Que ceux qui s'en souviendraient me pardonnent.
Quel désœuvrement m'attirait, piéton, vers ce coin de la ville qu’une fois par semaine un arrêté municipal soustrait à son activité coutumière pour le concéder aux brocanteurs ?
Tout l'Usé s'y décharge dès l'aube, grinçant d'une obscure manutention dont les « foires à l'ancien » ont installé l'habitude dans les villes riches et qui, plus encore peut-être que le goût des choses passées, consacrent le rejet du neuf. Et les curieux se pressent, tous âges confondus, triturer du regard ou flatter de la main - on fouille, déniche, on achète - quoi ? Qu'importe ! Pourvu que ça ait déjà servi, c'est-à-dire que ça ait duré. Rien d'autre que cette garantie ne se monnaye. Ainsi tardons-nous à devenir d'authentiques partisans du jetable et prenons plaisir à errer dans ces purgatoires mercantiles, poubelles négociables que génère une décidément trop industrieuse fabrication de choses.

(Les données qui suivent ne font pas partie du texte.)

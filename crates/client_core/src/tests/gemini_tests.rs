use super::*;

use std::{collections::HashMap, sync::Arc};

use anyhow::Result;
use axum::{
    extract::{Path, State},
    http::{HeaderMap, StatusCode},
    routing::post,
    Json, Router,
};
use chrono::NaiveDate;
use tokio::{net::TcpListener, sync::Mutex};

use crate::config::{DEFAULT_HOROSCOPE_MODEL, DEFAULT_IMAGE_MODEL, DEFAULT_NATAL_MODEL};

const TEST_KEY: &str = "test-api-key";

#[derive(Debug, Clone)]
struct RecordedRequest {
    call: String,
    api_key: Option<String>,
    body: Value,
}

#[derive(Clone, Default)]
struct FakeGeminiState {
    responses: Arc<Mutex<HashMap<String, (StatusCode, Value)>>>,
    requests: Arc<Mutex<Vec<RecordedRequest>>>,
}

impl FakeGeminiState {
    async fn respond(&self, model: &str, status: StatusCode, body: Value) {
        self.responses
            .lock()
            .await
            .insert(format!("{model}:generateContent"), (status, body));
    }

    async fn requests(&self) -> Vec<RecordedRequest> {
        self.requests.lock().await.clone()
    }
}

async fn handle_generate(
    State(state): State<FakeGeminiState>,
    Path(call): Path<String>,
    headers: HeaderMap,
    Json(body): Json<Value>,
) -> (StatusCode, Json<Value>) {
    state.requests.lock().await.push(RecordedRequest {
        call: call.clone(),
        api_key: headers
            .get(API_KEY_HEADER)
            .and_then(|value| value.to_str().ok())
            .map(str::to_string),
        body,
    });
    let responses = state.responses.lock().await;
    match responses.get(&call) {
        Some((status, body)) => (*status, Json(body.clone())),
        None => (
            StatusCode::NOT_FOUND,
            Json(json!({ "error": { "message": "unknown model" } })),
        ),
    }
}

async fn spawn_fake_gemini() -> Result<(String, FakeGeminiState)> {
    std::env::set_var("NO_PROXY", "127.0.0.1,localhost");
    let listener = TcpListener::bind("127.0.0.1:0").await?;
    let addr = listener.local_addr()?;
    let state = FakeGeminiState::default();
    let app = Router::new()
        .route("/v1beta/models/:call", post(handle_generate))
        .with_state(state.clone());
    tokio::spawn(async move {
        let _ = axum::serve(listener, app).await;
    });
    Ok((format!("http://{addr}/v1beta/"), state))
}

fn client_for(base_url: &str) -> GeminiClient {
    let settings = Settings {
        api_key: Some(TEST_KEY.into()),
        api_base_url: base_url.into(),
        ..Settings::default()
    };
    GeminiClient::from_settings(&settings).expect("client")
}

fn lina() -> UserInfo {
    UserInfo::new(
        "Lina",
        NaiveDate::from_ymd_opt(1990, 8, 10).expect("date"),
        None,
        Some("Beirut".into()),
    )
    .expect("user")
}

fn text_response(parts: Value) -> Value {
    json!({ "candidates": [{ "content": { "role": "model", "parts": parts } }] })
}

fn prediction_json() -> Value {
    json!({
        "daily": "Stars align over your morning.",
        "love": "A message arrives.",
        "career": "Sign the contract.",
        "health": "Drink water.",
        "astrologicalAdvice": "Wait for the full moon."
    })
}

#[test]
fn missing_api_key_is_rejected_at_construction() {
    let err = GeminiClient::from_settings(&Settings::default()).expect_err("no key");
    assert!(matches!(err, GenerationError::MissingApiKey));
}

#[test]
fn schema_requires_all_five_fields() {
    let schema = prediction_schema();
    assert_eq!(schema["type"], "OBJECT");
    assert_eq!(schema["required"], json!(PREDICTION_FIELDS));
    for field in PREDICTION_FIELDS {
        assert_eq!(schema["properties"][field]["type"], "STRING", "{field}");
    }
}

#[test]
fn parse_prediction_rejects_blank_fields() {
    let mut value = prediction_json();
    value["health"] = json!("   ");
    let err = parse_prediction(&value.to_string()).expect_err("blank health");
    assert!(matches!(err, GenerationError::EmptyField("health")));
}

#[tokio::test]
async fn horoscope_request_is_schema_constrained_and_parsed() {
    let (base_url, server) = spawn_fake_gemini().await.expect("spawn server");
    server
        .respond(
            DEFAULT_HOROSCOPE_MODEL,
            StatusCode::OK,
            text_response(json!([{ "text": prediction_json().to_string() }])),
        )
        .await;

    let prediction = client_for(&base_url)
        .horoscope(&lina(), ZodiacSign::Leo)
        .await
        .expect("prediction");
    assert_eq!(prediction.astrological_advice, "Wait for the full moon.");
    assert_eq!(prediction.daily, "Stars align over your morning.");

    let requests = server.requests().await;
    assert_eq!(requests.len(), 1);
    let request = &requests[0];
    assert_eq!(request.call, "gemini-3-flash-preview:generateContent");
    assert_eq!(request.api_key.as_deref(), Some(TEST_KEY));
    let config = &request.body["generationConfig"];
    assert_eq!(config["responseMimeType"], "application/json");
    assert_eq!(config["responseSchema"]["required"], json!(PREDICTION_FIELDS));
    let prompt = request.body["contents"][0]["parts"][0]["text"]
        .as_str()
        .expect("prompt text");
    assert!(prompt.contains("Lina"));
    assert!(prompt.contains("1990-08-10"));
    assert!(prompt.contains("Leo"));
}

#[tokio::test]
async fn horoscope_with_missing_field_is_malformed() {
    let (base_url, server) = spawn_fake_gemini().await.expect("spawn server");
    let mut partial = prediction_json();
    partial
        .as_object_mut()
        .expect("object")
        .remove("astrologicalAdvice");
    server
        .respond(
            DEFAULT_HOROSCOPE_MODEL,
            StatusCode::OK,
            text_response(json!([{ "text": partial.to_string() }])),
        )
        .await;

    let err = client_for(&base_url)
        .horoscope(&lina(), ZodiacSign::Leo)
        .await
        .expect_err("missing field");
    assert!(matches!(err, GenerationError::MalformedPrediction(_)));
}

#[tokio::test]
async fn horoscope_with_non_json_text_is_malformed() {
    let (base_url, server) = spawn_fake_gemini().await.expect("spawn server");
    server
        .respond(
            DEFAULT_HOROSCOPE_MODEL,
            StatusCode::OK,
            text_response(json!([{ "text": "the stars are silent" }])),
        )
        .await;

    let err = client_for(&base_url)
        .horoscope(&lina(), ZodiacSign::Leo)
        .await
        .expect_err("not json");
    assert!(matches!(err, GenerationError::MalformedPrediction(_)));
}

#[tokio::test]
async fn natal_analysis_sends_sampling_config_and_joins_text_parts() {
    let (base_url, server) = spawn_fake_gemini().await.expect("spawn server");
    server
        .respond(
            DEFAULT_NATAL_MODEL,
            StatusCode::OK,
            text_response(json!([
                { "text": "internal reasoning", "thought": true },
                { "text": "Your sun in Leo shines.\n\n" },
                { "text": "Your moon is quiet." }
            ])),
        )
        .await;

    let text = client_for(&base_url)
        .natal_analysis(&lina(), ZodiacSign::Leo)
        .await
        .expect("natal text");
    assert_eq!(text, "Your sun in Leo shines.\n\nYour moon is quiet.");

    let requests = server.requests().await;
    let config = &requests[0].body["generationConfig"];
    assert_eq!(config["topK"], 40);
    assert!((config["temperature"].as_f64().expect("temperature") - 0.8).abs() < 1e-6);
    assert!(config.get("responseSchema").is_none());
    let prompt = requests[0].body["contents"][0]["parts"][0]["text"]
        .as_str()
        .expect("prompt text");
    assert!(prompt.contains("at unknown in Beirut"));
}

#[tokio::test]
async fn empty_natal_text_is_an_error() {
    let (base_url, server) = spawn_fake_gemini().await.expect("spawn server");
    server
        .respond(
            DEFAULT_NATAL_MODEL,
            StatusCode::OK,
            text_response(json!([{ "text": "  " }])),
        )
        .await;

    let err = client_for(&base_url)
        .natal_analysis(&lina(), ZodiacSign::Leo)
        .await
        .expect_err("empty text");
    assert!(matches!(err, GenerationError::EmptyResponse));
}

#[tokio::test]
async fn image_call_returns_first_inline_payload_as_data_url() {
    let (base_url, server) = spawn_fake_gemini().await.expect("spawn server");
    server
        .respond(
            DEFAULT_IMAGE_MODEL,
            StatusCode::OK,
            text_response(json!([
                { "text": "Here is your artwork." },
                { "inlineData": { "mimeType": "image/jpeg", "data": "/9j/AAA=" } },
                { "inlineData": { "mimeType": "image/png", "data": "iVBORw==" } }
            ])),
        )
        .await;

    let image = client_for(&base_url)
        .zodiac_image(ZodiacSign::Pisces)
        .await
        .expect("image call")
        .expect("inline image");
    assert_eq!(image.data_url(), "data:image/jpeg;base64,/9j/AAA=");

    let requests = server.requests().await;
    assert_eq!(requests[0].call, "gemini-2.5-flash-image:generateContent");
    assert_eq!(
        requests[0].body["generationConfig"]["imageConfig"]["aspectRatio"],
        "1:1"
    );
}

#[tokio::test]
async fn image_call_without_inline_data_returns_none() {
    let (base_url, server) = spawn_fake_gemini().await.expect("spawn server");
    server
        .respond(
            DEFAULT_IMAGE_MODEL,
            StatusCode::OK,
            text_response(json!([{ "text": "I cannot draw that." }])),
        )
        .await;

    let image = client_for(&base_url)
        .zodiac_image(ZodiacSign::Pisces)
        .await
        .expect("image call");
    assert_eq!(image, None);
}

#[tokio::test]
async fn empty_candidate_list_is_reported() {
    let (base_url, server) = spawn_fake_gemini().await.expect("spawn server");
    server
        .respond(DEFAULT_IMAGE_MODEL, StatusCode::OK, json!({ "candidates": [] }))
        .await;

    let err = client_for(&base_url)
        .zodiac_image(ZodiacSign::Aries)
        .await
        .expect_err("no candidates");
    assert!(matches!(err, GenerationError::NoCandidates));
}

#[tokio::test]
async fn error_status_carries_response_body() {
    let (base_url, server) = spawn_fake_gemini().await.expect("spawn server");
    server
        .respond(
            DEFAULT_NATAL_MODEL,
            StatusCode::TOO_MANY_REQUESTS,
            json!({ "error": { "message": "quota exhausted" } }),
        )
        .await;

    let err = client_for(&base_url)
        .natal_analysis(&lina(), ZodiacSign::Leo)
        .await
        .expect_err("quota");
    match err {
        GenerationError::Status { status, body } => {
            assert_eq!(status, reqwest::StatusCode::TOO_MANY_REQUESTS);
            assert!(body.contains("quota exhausted"));
        }
        other => panic!("unexpected error: {other}"),
    }
}

#[tokio::test]
async fn full_fanout_against_fake_service() {
    let (base_url, server) = spawn_fake_gemini().await.expect("spawn server");
    server
        .respond(
            DEFAULT_HOROSCOPE_MODEL,
            StatusCode::OK,
            text_response(json!([{ "text": prediction_json().to_string() }])),
        )
        .await;
    server
        .respond(
            DEFAULT_NATAL_MODEL,
            StatusCode::OK,
            text_response(json!([{ "text": "A generous heart." }])),
        )
        .await;
    server
        .respond(
            DEFAULT_IMAGE_MODEL,
            StatusCode::INTERNAL_SERVER_ERROR,
            json!({ "error": { "message": "image backend down" } }),
        )
        .await;

    let client = client_for(&base_url);
    let (_handle, signal) = crate::fanout::cancel_pair();
    let report = crate::fanout::run_analysis(
        &client,
        &lina(),
        ZodiacSign::Leo,
        crate::fanout::FanoutPolicy::default(),
        signal,
    )
    .await
    .expect("report");
    assert_eq!(report.natal_analysis, "A generous heart.");
    assert_eq!(report.zodiac_image, None);
    assert_eq!(server.requests().await.len(), 3);
}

Que celle-ci ou celui-là dépouille ces restes pour y relever sa propre existence d'un mélange de nostalgies, marottes ou espoirs de spéculations, j'aime mieux y cultiver l'ambition de faire d'une vieillerie l'accessoire improvisé d'une saynète contemporaine et cette fois encore j'en cherchais l'occasion, déambulant dans le rebut.
J'en vins tout naturellement aux livres qui donnent toujours plus à voir que n'importe quel objet. Livres épars, dépareillés, livres de brocanteurs, les plus méprisés des livres pour être déjà passés au crible avisé des bouquinistes qui n'en ont pas voulus (mais peut-être ont-ils laissé filé une pépite...) Livres à qui on dénie jusqu'à la modeste distinction d'un prix particulier et qui s'entassent dans divers contenants tandis que flotte sur leur échouage un tarif global et toujours dégressif, griffonné sur langues de carton; épluchures de livres mais livres tout de même qu'on rechigne à jeter puisque
tout, dit-on, finit par trouver preneur et qu'il suffit d'attendre (mais à quoi peut ressembler l'acquéreur du
Guide du contribuable 1976 ? Celui du tome III de
L'annuaire des métiers du bâtiment 1954 ? Quel amateur emportera contre une pièce le
Discours de réception à l'Académie française de M. Louis Barthou, fascicule auquel il manque des pages ? De tels individus existent pourtant, plutôt mâles que femelles, qui emporteront ces blocs de pages. Et si j'ai si peu de doutes sur leur existence c'est que, trop souvent, je suis cet individu que sollicitent les livres obtus, pesants, mutilés, inutiles, plus encombrants que pierres et que je soupçonnerais d'envoyer plus vite au fond quiconque s'aviserait d'en lester une corde avant de se jeter à l'eau.)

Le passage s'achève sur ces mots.